Les trois quatuors à cordes écrits à ce jour par Joan Magrané Figuera et réunis dans ce premier CD monographique du jeune trentenaire s’entendent sous les archets du Quatuor Diotima, une des phalanges les plus investies dans l‘univers de la musique d’aujourd’hui.
Le monde sonore du compositeur catalan Joan Magrané, particulièrement prolifique (plus de quatre-vingt œuvres sont déjà inscrites à son catalogue) rejoint celui de la poésie et de la voix qui laissent son empreinte, même dans la musique instrumentale. Ainsi en est-il de son premier quatuor à cordes, Madrigal, écrit en 2012 et révisé en 2019, qui donne son titre à l’album : musique intimiste, raffinée, attachée au timbre et au souffle, qui exige une écoute particulièrement attentive. « Par nature, ma pensée musicale tend vers la miniature et le détail », prévient le compositeur. La pièce d’un seul tenant procède par petits motifs, inflexions souples, figures presque plaintives confiées aux quatre instruments dont les sons tremblés, troublés (usage presque constant du trémolo) disent l’extrême fragilité.
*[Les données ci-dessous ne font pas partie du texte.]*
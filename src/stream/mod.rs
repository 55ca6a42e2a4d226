//! Streaming adapter between the workflows and the transport.
//!
//! The adapter owns three guarantees the transport relies on:
//! - inbound requests are validated before any I/O is started,
//! - every event carries a monotonically increasing `seq`,
//! - the stream always ends with exactly one `Done` sentinel, reached
//!   through at most one terminal `error` event.

pub mod encoder;

use std::sync::Arc;

use crate::agent::AgenticWorkflow;
use crate::client::request::validate_turns;
use crate::client::url_context::UrlContextResolver;
use crate::client::{BackendHandle, ModelBackend};
use crate::config::GeminiConfig;
use crate::error::GeminiError;
use crate::registry::FunctionRegistry;
use crate::research::ResearchOrchestrator;
use crate::types::events::{EventStream, RawEventStream, StreamEvent, StreamEventData};
use crate::types::{ChatMode, ChatRequest};
use crate::utils::cancel::{self, CancelHandle};

/// Entry point for the transport layer.
///
/// Holds the long-lived pieces (registry, backend handle) and builds a
/// per-request workflow selected by mode.
pub struct StreamCoordinator {
    config: GeminiConfig,
    registry: Arc<FunctionRegistry>,
    backend: Arc<BackendHandle>,
}

impl StreamCoordinator {
    pub fn new(config: GeminiConfig, registry: FunctionRegistry) -> Self {
        Self {
            config,
            registry: Arc::new(registry),
            backend: Arc::new(BackendHandle::new()),
        }
    }

    /// Serve one chat request as an ordered event stream.
    ///
    /// Shape problems are reported synchronously as an error-then-done
    /// stream without touching the network.
    pub fn create_stream(&self, request: ChatRequest) -> EventStream {
        if let Err(error) = validate_request(&request) {
            return error_stream(&error);
        }
        finalize(self.build_raw(request))
    }

    /// Like [`create_stream`](Self::create_stream), but the returned stream
    /// also ends (sentinel included) when `handle` fires.
    pub fn create_stream_cancellable(
        &self,
        request: ChatRequest,
        handle: &CancelHandle,
    ) -> EventStream {
        if let Err(error) = validate_request(&request) {
            return error_stream(&error);
        }
        finalize(cancel::cancellable(self.build_raw(request), handle))
    }

    fn build_raw(&self, request: ChatRequest) -> RawEventStream {
        let turn_id = uuid::Uuid::new_v4();
        tracing::info!(
            %turn_id,
            mode = ?request.mode,
            model = %request.model_id,
            turns = request.conversation.len(),
            "opening event stream"
        );
        let config = self.config.clone().with_model(request.model_id.clone());
        let registry = self.registry.clone();
        let backend_init = self.backend_for(&config);

        let raw: RawEventStream = Box::pin(async_stream::stream! {
            let backend = match backend_init.await {
                Ok(backend) => backend,
                Err(error) => {
                    yield Err(error);
                    return;
                }
            };

            match request.mode {
                ChatMode::Standard => {
                    let resolver = UrlContextResolver::new(backend.http_client());
                    let backend: Arc<dyn ModelBackend> = backend;
                    let workflow = Arc::new(
                        AgenticWorkflow::new(backend, registry, config)
                            .with_resolver(resolver),
                    );
                    let mut events =
                        workflow.run(request.conversation, request.thinking_config);
                    while let Some(event) = futures_util::StreamExt::next(&mut events).await {
                        yield event;
                    }
                }
                ChatMode::DeepResearch => {
                    let backend: Arc<dyn ModelBackend> = backend;
                    let orchestrator =
                        Arc::new(ResearchOrchestrator::new(backend, config));
                    match orchestrator.execute_deep_research(request.conversation).await {
                        Ok((_task_id, mut events)) => {
                            while let Some(event) =
                                futures_util::StreamExt::next(&mut events).await
                            {
                                yield event;
                            }
                        }
                        Err(error) => yield Err(error),
                    }
                }
            }
        });
        raw
    }

    /// Re-attach to a deep-research task from a previous connection.
    pub fn reconnect_research(&self, task_id: String) -> EventStream {
        let config = self.config.clone();
        let backend_init = self.backend_for(&config);
        let raw: RawEventStream = Box::pin(async_stream::stream! {
            match backend_init.await {
                Ok(backend) => {
                    let orchestrator = Arc::new(ResearchOrchestrator::new(backend, config));
                    let mut events = orchestrator.reconnect(task_id);
                    while let Some(event) = futures_util::StreamExt::next(&mut events).await {
                        yield event;
                    }
                }
                Err(error) => yield Err(error),
            }
        });
        finalize(raw)
    }

    /// Extend a completed deep-research task with a follow-up question.
    pub fn follow_up_research(&self, task_id: String, question: String) -> EventStream {
        let config = self.config.clone();
        let backend_init = self.backend_for(&config);
        let raw: RawEventStream = Box::pin(async_stream::stream! {
            match backend_init.await {
                Ok(backend) => {
                    let orchestrator = Arc::new(ResearchOrchestrator::new(backend, config));
                    let mut events = orchestrator.ask_follow_up(task_id, question);
                    while let Some(event) = futures_util::StreamExt::next(&mut events).await {
                        yield event;
                    }
                }
                Err(error) => yield Err(error),
            }
        });
        finalize(raw)
    }

    fn backend_for(
        &self,
        config: &GeminiConfig,
    ) -> impl std::future::Future<
        Output = Result<Arc<crate::client::GeminiHttpBackend>, GeminiError>,
    > + Send
    + 'static {
        let handle = self.backend.clone();
        let config = config.clone();
        async move { handle.get(&config).await }
    }
}

/// Shape checks that run before any I/O.
fn validate_request(request: &ChatRequest) -> Result<(), GeminiError> {
    if request.model_id.is_empty() {
        return Err(GeminiError::Validation("model_id is empty".into()));
    }
    validate_turns(&request.conversation)
}

/// Assign sequence numbers, convert errors and flush the sentinel.
///
/// The first error is terminal: it is translated into one `error` event
/// with the user-safe message, the rest of the raw stream is dropped, and
/// the sentinel still goes out.
pub(crate) fn finalize(mut raw: RawEventStream) -> EventStream {
    let stream = async_stream::stream! {
        let mut seq: u64 = 0;
        while let Some(item) = futures_util::StreamExt::next(&mut raw).await {
            match item {
                Ok(data) => {
                    yield StreamEvent { seq, data };
                    seq += 1;
                }
                Err(error) => {
                    tracing::warn!(%error, "stream terminated by error");
                    yield StreamEvent {
                        seq,
                        data: StreamEventData::from_error(&error.into_classified()),
                    };
                    seq += 1;
                    break;
                }
            }
        }
        yield StreamEvent {
            seq,
            data: StreamEventData::Done,
        };
    };
    Box::pin(stream)
}

/// Synchronous error-then-done stream for requests rejected before I/O.
fn error_stream(error: &GeminiError) -> EventStream {
    let events = vec![
        StreamEvent {
            seq: 0,
            data: StreamEventData::from_error(error),
        },
        StreamEvent {
            seq: 1,
            data: StreamEventData::Done,
        },
    ];
    Box::pin(futures::stream::iter(events))
}

#[cfg(test)]
mod tests {
    use super::*;
    use crate::error::ErrorKind;
    use futures_util::StreamExt;

    fn raw(items: Vec<Result<StreamEventData, GeminiError>>) -> RawEventStream {
        Box::pin(futures::stream::iter(items))
    }

    #[tokio::test]
    async fn seq_is_contiguous_and_done_is_last() {
        let events: Vec<_> = finalize(raw(vec![
            Ok(StreamEventData::TextDelta { delta: "a".into() }),
            Ok(StreamEventData::TextDelta { delta: "b".into() }),
        ]))
        .collect()
        .await;

        let seqs: Vec<_> = events.iter().map(|e| e.seq).collect();
        assert_eq!(seqs, vec![0, 1, 2]);
        assert!(matches!(events.last().unwrap().data, StreamEventData::Done));
    }

    #[tokio::test]
    async fn deltas_are_preserved_then_error_then_sentinel() {
        let events: Vec<_> = finalize(raw(vec![
            Ok(StreamEventData::TextDelta { delta: "par".into() }),
            Ok(StreamEventData::TextDelta { delta: "tial".into() }),
            Err(GeminiError::Safety("blocked".into())),
            // Anything after the error must be dropped.
            Ok(StreamEventData::TextDelta { delta: "lost".into() }),
        ]))
        .collect()
        .await;

        assert_eq!(events.len(), 4);
        assert!(matches!(&events[0].data, StreamEventData::TextDelta { delta } if delta == "par"));
        assert!(matches!(&events[1].data, StreamEventData::TextDelta { delta } if delta == "tial"));
        match &events[2].data {
            StreamEventData::Error { kind, retryable, .. } => {
                assert_eq!(*kind, ErrorKind::Safety);
                assert!(!retryable);
            }
            other => panic!("expected error event, got {other:?}"),
        }
        assert!(matches!(events[3].data, StreamEventData::Done));
    }

    #[tokio::test]
    async fn empty_conversation_is_rejected_without_io() {
        let coordinator = StreamCoordinator::new(
            GeminiConfig::new("test-key"),
            FunctionRegistry::new(),
        );
        let request = ChatRequest {
            conversation: vec![],
            mode: ChatMode::Standard,
            model_id: "gemini-2.5-flash".into(),
            thinking_config: None,
        };
        let events: Vec<_> = coordinator.create_stream(request).collect().await;
        assert_eq!(events.len(), 2);
        assert!(matches!(
            events[0].data,
            StreamEventData::Error { kind: ErrorKind::Validation, .. }
        ));
        assert!(matches!(events[1].data, StreamEventData::Done));
    }

    #[tokio::test]
    async fn empty_model_id_is_rejected_without_io() {
        let coordinator = StreamCoordinator::new(
            GeminiConfig::new("test-key"),
            FunctionRegistry::new(),
        );
        let request = ChatRequest {
            conversation: vec![crate::types::ConversationTurn::user("hi")],
            mode: ChatMode::Standard,
            model_id: String::new(),
            thinking_config: None,
        };
        let events: Vec<_> = coordinator.create_stream(request).collect().await;
        assert!(matches!(
            events[0].data,
            StreamEventData::Error { kind: ErrorKind::Validation, .. }
        ));
    }

    #[tokio::test]
    async fn cancelled_stream_still_flushes_the_sentinel() {
        let coordinator = StreamCoordinator::new(
            GeminiConfig::new("test-key"),
            FunctionRegistry::new(),
        );
        let handle = CancelHandle::new();
        handle.cancel();
        let request = ChatRequest {
            conversation: vec![crate::types::ConversationTurn::user("hi")],
            mode: ChatMode::Standard,
            model_id: "gemini-2.5-flash".into(),
            thinking_config: None,
        };
        let events: Vec<_> = coordinator
            .create_stream_cancellable(request, &handle)
            .collect()
            .await;
        assert_eq!(events.len(), 1);
        assert!(matches!(events[0].data, StreamEventData::Done));
    }

    #[tokio::test]
    async fn generic_errors_are_classified_before_emission() {
        let events: Vec<_> = finalize(raw(vec![Err(GeminiError::Generic(
            "error 429: rate limit exceeded".into(),
        ))]))
        .collect()
        .await;
        match &events[0].data {
            StreamEventData::Error { kind, retryable, .. } => {
                assert_eq!(*kind, ErrorKind::RateLimit);
                assert!(retryable);
            }
            other => panic!("expected error event, got {other:?}"),
        }
    }
}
Le recours aux techniques de jeu étendues (sur le chevalet, glissades, frottement circulaire de l’archet) associent hauteurs déterminées et composantes bruiteuses. La citation affleure (c’est Gesualdo qui est convoqué), furtive et aussitôt effacée, dans les dernières minutes de la pièce.
« Cette façon d’invoquer les anciens à travers l’emprunt de modèles structurels, c’est une chose que j’ai volée à mon professeur Stefano Gervasoni », avoue Magrané qui a suivi les cours du maître italien au Conservatoire supérieur de Paris. Alguns cants orfics (Quelques chants orphiques), titre de son deuxième quatuor à cordes (2013) fait référence aux Canti orfici (1914) du poète italien Dino Campana (1885-1932), autre trame littéraire sur laquelle s’échafaude le quatuor à cordes. D’une même complexion délicate, l’écriture à quatre voix s’affole, atteignant des seuils de tension, avec cette attraction vers les aigus que l’on retrouvera dans le troisième quatuor. Des sourdines spécifiques au centre de la pièce filtrent le timbre des cordes qui citent un passage d’une sonate du Vénitien Dario Castello (1602-1631). La texture est d’une incomparable sensualité, dont les lignes vont progressivement s’effacer dans un lent processus d’immersion de la matière jusqu’à son dernier souffle.
La manière est plus véhémente dans Era, le quatuor à cordes n°3 secoué par des coups d’archets nerveux et bruiteux qui circulent aux différents instruments dans un registre médium-grave et une matière toute en aspérités. Elle s’oppose à une ligne ascendante beaucoup plus sereine et comme aimantée par les aigus du registre où viennent fusionner les quatre sonorités. La pièce dialectise l’opposition entre ces deux mondes irréductibles. Le retour des spiccatos et autres gettatos musclés scande les différentes phases de cette ascension menée toujours plus haut, dans les trémolos frissonnants des archets et jusqu’au seuil de l’audible. Comme dans le quatuor précédant, la sonorité des cordes filtrée, détimbrée, devient souffle avant de disparaître dans le silence.
Avec cette finesse alliée à la précision du jeu permettant le rendu sensible de la matière (le tremblé émotionnel du son), les Diotima restituent la délicate irisation des sonorités et font advenir l’aura poétique d’un univers minutieusement exploré par un compositeur qui nous fait ressentir à chaque instant la fragilité intrinsèque de l’existence et des choses. L’enregistrement très soigné du label barcelonais Neu Record (HD stéréo + Surround 5.1) offre à l’auditeur des conditions d’écoute optimales.
Michèle Tosi
Joan Magrané Figuera (né en 1988) : Madrigal, quatuor à cordes n°1 ; Era, quatuor à cordes n°3 ; Alguns cants òrfics, quatuor à cordes n°2. Quatuor Diotima : Yung-Peng Zhao, Léo Marillier, violon ; Franck Chevalier, alto ; Pierre Morlet, violoncelle. CD Neu Records Neu 0017 ; code barre 8308072022121 ; enregistré en format 3D dans la Salle Mozart de l’Auditorium de Zaragosa en avril 2022 ; texte anglais / catalan / italien ; 43′.